Blue Plaques

HOOKER, Sir William (1785–1865) & HOOKER, Sir Joseph (1817–1911)

Plaque erected in 2010 by English Heritage at 49 Kew Green, Kew, London, TW9 3AA, London Borough of Richmond Upon Thames

All images © English Heritage

Profession

Botanists

Category

Gardening, Science

Inscription

Sir WILLIAM HOOKER 1785-1865 Sir JOSEPH HOOKER 1817-1911 Botanists Directors of Kew Gardens lived here

Material

Ceramic

Since 1851, 49 Kew Green has been the official residence of the director of Kew Gardens. The first two inhabitants, and two of the most influential directors, were Sir William Hooker and his son, Sir Joseph Hooker. 

Sir William Hooker in the late 1850s while he was living at 49 Kew Gardens © National Portrait Gallery, London

BOTANICAL PIONEER

Born in Norwich in 1785, William Jackson Hooker demonstrated a passion for botany as a young man. By the time he had turned 20, he had already discovered a previously unknown moss, which strengthened his conviction that he was ‘determined to give up everything for botany’. This commitment was sealed in 1806 by his election to the Linnean Society, formed for the study of natural history and taxonomy. By 1820 Hooker had been appointed Regius Professor of Botany at Glasgow University, where he proved a popular lecturer and a prolific author, publishing several important studies.

In 1841 William Hooker was appointed director of the newly nationalised Botanic Gardens at Kew, which had fallen into neglect since the death of Sir Joseph Banks in 1820. During Hooker’s 24 years at Kew Gardens, he dramatically increased their size – from 11 acres to 75 acres of botanic garden and 270 acres of arboretum and pleasure grounds – and transformed their appearance by forming the lake, laying out the avenues and vistas, and building over 20 new glasshouses, including the Palm House.

His most lasting innovation, however, was the opening of the gardens to the public from 1pm to 6pm each day. Just 9,000 people visited in 1841, but by 1865 the number had risen to over half a million. At his death, Hooker had published over a hundred volumes of botanical works and had formed an unrivalled herbarium and botanical library, which he bequeathed to Kew.
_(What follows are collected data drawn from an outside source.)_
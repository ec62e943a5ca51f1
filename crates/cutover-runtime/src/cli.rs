//! Podman/docker CLI driver.
//!
//! Podman is preferred when both are installed (rootless by default);
//! docker is the fallback. All operations shell out to the detected
//! binary and map non-zero exits to typed errors carrying stderr.

use std::process::Stdio;

use async_trait::async_trait;
use tokio::io::AsyncWriteExt;
use tokio::process::Command;
use tracing::{debug, info};

use crate::error::RuntimeError;
use crate::{ContainerRuntime, RunSpec};

/// Which container CLI is driving operations.
#[derive(Debug, Clone, Copy, PartialEq, Eq)]
pub enum RuntimeKind {
    Podman,
    Docker,
}

impl RuntimeKind {
    pub fn command(self) -> &'static str {
        match self {
            RuntimeKind::Podman => "podman",
            RuntimeKind::Docker => "docker",
        }
    }
}

/// The real container runtime, backed by the podman or docker CLI.
#[derive(Debug, Clone)]
pub struct ContainerCli {
    kind: RuntimeKind,
}

impl ContainerCli {
    /// Detect an available runtime, preferring podman.
    pub fn detect() -> Result<Self, RuntimeError> {
        for kind in [RuntimeKind::Podman, RuntimeKind::Docker] {
            let found = std::process::Command::new(kind.command())
                .arg("--version")
                .stdout(Stdio::null())
                .stderr(Stdio::null())
                .status()
                .is_ok_and(|status| status.success());
            if found {
                debug!(runtime = kind.command(), "container runtime detected");
                return Ok(Self { kind });
            }
        }
        Err(RuntimeError::Unavailable)
    }

    pub fn with_kind(kind: RuntimeKind) -> Self {
        Self { kind }
    }

    pub fn kind(&self) -> RuntimeKind {
        self.kind
    }

    /// Run the CLI with `args`, returning (stdout, stderr) on success.
    async fn exec(&self, args: &[&str]) -> Result<(String, String), RuntimeError> {
        let output = Command::new(self.kind.command())
            .args(args)
            .stdin(Stdio::null())
            .output()
            .await?;

        let stdout = String::from_utf8_lossy(&output.stdout).into_owned();
        let stderr = String::from_utf8_lossy(&output.stderr).into_owned();
        if output.status.success() {
            Ok((stdout, stderr))
        } else {
            Err(RuntimeError::CommandFailed {
                command: format!("{} {}", self.kind.command(), args.join(" ")),
                reason: stderr.trim().to_string(),
            })
        }
    }
}

#[async_trait]
impl ContainerRuntime for ContainerCli {
    async fn list_running(&self, names: &[String]) -> Result<Vec<String>, RuntimeError> {
        let (stdout, _) = self.exec(&["ps", "--format", "{{.Names}}"]).await?;
        let running: Vec<String> = stdout
            .lines()
            .map(str::trim)
            .filter(|line| names.iter().any(|name| name == line))
            .map(String::from)
            .collect();
        debug!(?running, "queried running instances");
        Ok(running)
    }

    async fn login(
        &self,
        registry: &str,
        username: &str,
        password: &str,
    ) -> Result<(), RuntimeError> {
        let mut child = Command::new(self.kind.command())
            .args(["login", "--username", username, "--password-stdin", registry])
            .stdin(Stdio::piped())
            .stdout(Stdio::piped())
            .stderr(Stdio::piped())
            .spawn()?;

        if let Some(mut stdin) = child.stdin.take() {
            stdin.write_all(password.as_bytes()).await?;
            // Dropping stdin closes the pipe so the CLI stops reading.
        }

        let output = child.wait_with_output().await?;
        if output.status.success() {
            info!(registry, "registry login succeeded");
            Ok(())
        } else {
            Err(RuntimeError::Auth {
                registry: registry.to_string(),
                reason: String::from_utf8_lossy(&output.stderr).trim().to_string(),
            })
        }
    }

    async fn pull(&self, image: &str) -> Result<(), RuntimeError> {
        info!(image, "pulling image");
        match self.exec(&["pull", image]).await {
            Ok(_) => Ok(()),
            Err(RuntimeError::CommandFailed { reason, .. }) => {
                Err(classify_pull_error(image, &reason))
            }
            Err(other) => Err(other),
        }
    }

    async fn run(&self, spec: &RunSpec) -> Result<(), RuntimeError> {
        let args = run_args(spec);
        let arg_refs: Vec<&str> = args.iter().map(String::as_str).collect();
        info!(name = %spec.name, image = %spec.image, port = spec.host_port, "starting instance");
        match self.exec(&arg_refs).await {
            Ok(_) => Ok(()),
            Err(RuntimeError::CommandFailed { reason, .. }) => Err(RuntimeError::StartFailed {
                name: spec.name.clone(),
                reason,
            }),
            Err(other) => Err(other),
        }
    }

    async fn remove(&self, name: &str) -> Result<(), RuntimeError> {
        match self.exec(&["rm", "-f", name]).await {
            Ok(_) => {
                info!(name, "instance removed");
                Ok(())
            }
            // Removing a nonexistent instance is a success for retry safety.
            Err(RuntimeError::CommandFailed { reason, .. })
                if reason.to_lowercase().contains("no such container") =>
            {
                debug!(name, "instance already absent");
                Ok(())
            }
            Err(other) => Err(other),
        }
    }

    async fn logs(&self, name: &str, tail: u32) -> Result<String, RuntimeError> {
        let tail = tail.to_string();
        let output = Command::new(self.kind.command())
            .args(["logs", "--tail", &tail, name])
            .stdin(Stdio::null())
            .output()
            .await?;
        // Container stdout and stderr both matter for diagnostics.
        let mut combined = String::from_utf8_lossy(&output.stdout).into_owned();
        combined.push_str(&String::from_utf8_lossy(&output.stderr));
        Ok(combined)
    }
}

/// Build the `run` argument vector for a spec.
fn run_args(spec: &RunSpec) -> Vec<String> {
    let mut args = vec![
        "run".to_string(),
        "-d".to_string(),
        "--name".to_string(),
        spec.name.clone(),
        "-p".to_string(),
        format!("{}:{}", spec.host_port, spec.container_port),
    ];
    for (key, value) in &spec.env {
        args.push("-e".to_string());
        args.push(format!("{key}={value}"));
    }
    for volume in &spec.volumes {
        args.push("-v".to_string());
        args.push(volume.clone());
    }
    if let Some(log_driver) = &spec.log_driver {
        args.push("--log-driver".to_string());
        args.push(log_driver.driver.clone());
        for (key, value) in &log_driver.options {
            args.push("--log-opt".to_string());
            args.push(format!("{key}={value}"));
        }
    }
    args.push(spec.image.clone());
    args
}

/// Distinguish a missing image from other pull failures.
fn classify_pull_error(image: &str, stderr: &str) -> RuntimeError {
    let lowered = stderr.to_lowercase();
    let missing = ["not found", "manifest unknown", "does not exist", "name unknown"]
        .iter()
        .any(|needle| lowered.contains(needle));
    if missing {
        RuntimeError::ImageNotFound {
            image: image.to_string(),
            reason: stderr.to_string(),
        }
    } else {
        RuntimeError::PullFailed {
            image: image.to_string(),
            reason: stderr.to_string(),
        }
    }
}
49 Kew Green, listed at Grade II, is an amalgam of a number of buildings dating from the early 18th to the early 19th centuries, all of brown brick. William Hooker is commemorated within the house by a chimneypiece decorated with a Wedgwood portrait medallion, appropriately flanked by two plaques depicting examples from his favourite plant group – ferns. Since his death, subsequent directors of Kew Gardens and their families have lived at 49 Kew Green, including his son.

Sir Joseph Hooker in 1876. A close friend of Charles Darwin, he succeeded his father, William, as director of Kew Gardens in 1855 © Hulton Archive/Getty Images

LIKE FATHER, LIKE SON

Joseph Hooker attended his father’s lectures from the age of seven. Between 1839 and 1843 he travelled as assistant surgeon and botanist aboard HMS Erebus, exploring the southern oceans. Shortly after his return Hooker was asked to classify the plants Charles Darwin had gathered in the Galápagos. It was the beginning of a lifelong collaborative friendship, with Hooker becoming a valuable, though not uncritical, defender of Darwin’s theory of natural selection. In 1847–9 he made an expedition to the Himalayas, surveying the fauna and sending back about 7,000 specimens to Kew. Hooker’s greatest botanical work, The Flora of British India, appeared between 1872 and 1897.

In 1855 Joseph Hooker was made assistant to his father and, on Sir William’s death in 1865, succeeded him as director. In 1873 he was elected President of the Royal Society, through which he promoted wider public participation in science. Joseph Hooker died in 1911.

Kew and the British Empire

In the imperial Britain of the 19th century, plants from across the globe were cultivated as sources of food, medicine, clothing and construction, and were effectively used as a means to expand the empire’s wealth and power. Under the Hookers’ directorship, The Royal Botanic Gardens at Kew played an important role in this. They coordinated the movement of plants and seeds all over the world, and employed plant collectors to hunt for ‘green gold’ – plants that could be commercialised for a profit. 

In 1859–60 William Hooker and Kew helped to transplant cinchona (a tree from which quinine, an anti-malaria drug, was made) from South America to India enabling this lucrative crop to be produced in a British-controlled territory. Similarly, under Joseph Hooker’s direction in the 1870s, rubber seeds (Hevea brasilensis) were removed from Brazil to be grown in British colonies such as Ceylon (now Sri Lanka) and Singapore. This exploitation of a foreign country’s natural resources took no account of any impacts on local industry or the wider environment.